In [3]:
%matplotlib inline

import json
import logging
from pathlib import Path
import random
import tarfile
import tempfile
import warnings

import matplotlib.pyplot as plt
import numpy as np
import pandas as pd
import pandas_path  # Path style access for pandas
from tqdm import tqdm

In [33]:
import torch                    
import torchvision
import torchvision.models as models
import torchvision.transforms as T
import os
import pickle

In [12]:
data_dir = Path.cwd() / "data"

train_path = data_dir / "annotations/train.jsonl"
dev_path = data_dir / "annotations/dev_unseen.jsonl"
test_path = data_dir / "annotations/test_unseen.jsonl"

In [14]:
train_samples_frame = pd.read_json(train_path, lines=True)
train_samples_frame.head()

Unnamed: 0,id,img,label,text
0,42953,img/42953.png,0,its their character not their color that matters
1,23058,img/23058.png,0,don't be afraid to love again everyone is not ...
2,13894,img/13894.png,0,putting bows on your pet
3,37408,img/37408.png,0,i love everything and everybody! except for sq...
4,82403,img/82403.png,0,"everybody loves chocolate chip cookies, even h..."


In [15]:
class HatefulMemesDataset(torch.utils.data.Dataset):
    """Uses jsonl data to preprocess and serve 
    dictionary of multimodal tensors for model input.
    """

    def __init__(
        self,
        data_path,
        img_dir,
        image_transform,
        text_transform,
        balance=False,
        dev_limit=None,
        random_state=0,
    ):

        self.samples_frame = pd.read_json(
            data_path, lines=True
        )
        self.dev_limit = dev_limit
        if balance:
            neg = self.samples_frame[
                self.samples_frame.label.eq(0)
            ]
            pos = self.samples_frame[
                self.samples_frame.label.eq(1)
            ]
            self.samples_frame = pd.concat(
                [
                    neg.sample(
                        pos.shape[0], 
                        random_state=random_state
                    ), 
                    pos
                ]
            )
        if self.dev_limit:
            if self.samples_frame.shape[0] > self.dev_limit:
                self.samples_frame = self.samples_frame.sample(
                    dev_limit, random_state=random_state
                )
        self.samples_frame = self.samples_frame.reset_index(
            drop=True
        )
        self.samples_frame.img = self.samples_frame.apply(
            lambda row: (img_dir / row.img), axis=1
        )

        # https://github.com/drivendataorg/pandas-path
        if not self.samples_frame.img.path.exists().all():
            raise FileNotFoundError
        if not self.samples_frame.img.path.is_file().all():
            raise TypeError
            
        self.image_transform = image_transform
        self.text_transform = text_transform

    def __len__(self):
        """This method is called when you do len(instance) 
        for an instance of this class.
        """
        return len(self.samples_frame)

    def __getitem__(self, idx):
        """This method is called when you do instance[key] 
        for an instance of this class.
        """
        if torch.is_tensor(idx):
            idx = idx.tolist()

        img_id = self.samples_frame.loc[idx, "id"]

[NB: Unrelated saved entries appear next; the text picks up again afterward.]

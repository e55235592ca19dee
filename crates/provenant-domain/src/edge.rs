//! Graph edges

use crate::{EdgeId, EdgeType, NodeId, Properties};
use serde::{Deserialize, Serialize};

/// A typed, directed relation between two nodes
#[derive(Debug, Clone, PartialEq, Serialize, Deserialize)]
pub struct Edge {
    /// Unique identifier
    pub id: EdgeId,

    /// Kind of relation (open vocabulary)
    pub edge_type: EdgeType,

    /// Node the edge starts at
    pub source_node: NodeId,

    /// Node the edge points to
    pub target_node: NodeId,

    /// Open attribute bag
    pub properties: Properties,

    /// The edge records an explicit denial ("X is not related to Y")
    pub is_negated: bool,

    /// Creation time (ms since Unix epoch)
    pub created_at: u64,
}

impl Edge {
    /// Shorthand for [`Properties::get_property`]
    pub fn get_property<T: serde::de::DeserializeOwned>(&self, key: &str, default: T) -> T {
        self.properties.get_property(key, default)
    }

    /// Whether the node is either endpoint
    pub fn touches(&self, node: NodeId) -> bool {
        self.source_node == node || self.target_node == node
    }
}

/// Parameters for creating an edge
#[derive(Debug, Clone, PartialEq)]
pub struct NewEdge {
    /// Kind of relation
    pub edge_type: EdgeType,

    /// Node the edge starts at (must exist)
    pub source_node: NodeId,

    /// Node the edge points to (must exist)
    pub target_node: NodeId,

    /// Initial properties
    pub properties: Properties,

    /// Explicit denial of the relation
    pub is_negated: bool,
}

impl NewEdge {
    /// Create edge parameters for an asserted relation
    pub fn new(edge_type: EdgeType, source_node: NodeId, target_node: NodeId) -> Self {
        Self {
            edge_type,
            source_node,
            target_node,
            properties: Properties::new(),
            is_negated: false,
        }
    }

    /// Attach properties
    pub fn with_properties(mut self, properties: Properties) -> Self {
        self.properties = properties;
        self
    }

    /// Mark the relation as explicitly denied
    pub fn negated(mut self) -> Self {
        self.is_negated = true;
        self
    }
}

        image = Image.open(
            self.samples_frame.loc[idx, "img"]
        ).convert("RGB")
        image = self.image_transform(image)

        text = self.text_transform(img_id).squeeze()

        if "label" in self.samples_frame.columns:
            label = torch.Tensor(
                [self.samples_frame.loc[idx, "label"]]
            ).long().squeeze()
            sample = {
                "id": img_id, 
                "image": image, 
                "text": text, 
                "label": label
            }
        else:
            sample = {
                "id": img_id, 
                "image": image, 
                "text": text
            }

        return sample

In [16]:
def get_train_transforms():
    return T.Compose(
        [
            T.Resize(256),
            T.RandomHorizontalFlip(0.1),
            T.RandomRotation(10),
            # T.ColorJitter(**self.hparams['augmentation']['color_jit']),
            T.ToTensor(),
            T.Normalize(
                mean=(0.485, 0.456, 0.406), 
                std=(0.229, 0.224, 0.225)
            ),
        ]
    )
def get_val_transforms():
    return T.Compose(
        [
            T.Resize(256),
            T.ToTensor(),
            T.Normalize(
                mean=(0.485, 0.456, 0.406),
                std=(0.229, 0.224, 0.225)
            ),
        ]
    )

In [31]:
def ftext_features(_id):
    with open(os.path.join('features/text/', str(_id)), 'rb') as f:
        ftext = pickle.load(f)
    ftext = ftext.detach()
    ftext = ftext[:,:100,:]

    ftext = torch.cat([
        ftext, # (1, x, 1024)
        torch.zeros(1, 100-ftext.size()[1], 1024)
    ], dim=1)

    ftext = ftext.reshape(ftext.size()[0], -1, 2048)

    return ftext

In [None]:
# resnet = models.resnet101(pretrained=True)
# modules=list(resnet.children())[:-1]
# resnet=nn.Sequential(*modules)
# for p in resnet.parameters():
#     p.requires_grad = False

In [36]:
class LanguageAndVisionConcat(torch.nn.Module):
    def __init__(
        self,
        num_classes,
        loss_fn,
        vision_module,
        dropout_p,
        
    ):
        super(LanguageAndVisionConcat, self).__init__()
        self.vision_module = vision_module
        
        self.text_fc1 = torch.nn.Linear(50, 1)
        
        self.combi_fc1 = torch.nn.Linear(2*2048, 1024)
        self.combi_fc2 = torch.nn.Linear(1024, 1024)
        
        self.fc = torch.nn.Linear(1024, num_classes)
        self.loss_fn = loss_fn
        self.dropout = torch.nn.Dropout(dropout_p)
        
    def forward(self, text, image, label=None):
        
        text = text.permute(0, 2, 1) # (N, 50, 2048) -> (N, 2048, 50)
        text = torch.nn.functional.gelu(self.text_fc1(text))
        
        image_features = torch.nn.functional.gelu(
            self.vision_module(image)
        )
        
        combined = torch.cat(
            [text.permute(0,2,1), image_features], dim=1
        ) # (N, 2, 2048)
        
        combined = combined.reshape(-1, 2*2048)
        combined = self.dropout(
            torch.nn.functional.gelu(
                self.combi_fc1(combined)
            )
        )
        combined = torch.nn.functional.gelu(self.combi_fc2(combined))
        
        logits = self.fc(fused)
        pred = torch.nn.functional.softmax(logits)
        loss = (
            self.loss_fn(pred, label) 
            if label is not None else label
        )
        return (pred, loss)

In [26]:
import pytorch_lightning as pl


# for the purposes of this post, we'll filter
# much of the lovely logging info from our LightningModule
# warnings.filterwarnings("ignore")
# logging.getLogger().setLevel(logging.WARNING)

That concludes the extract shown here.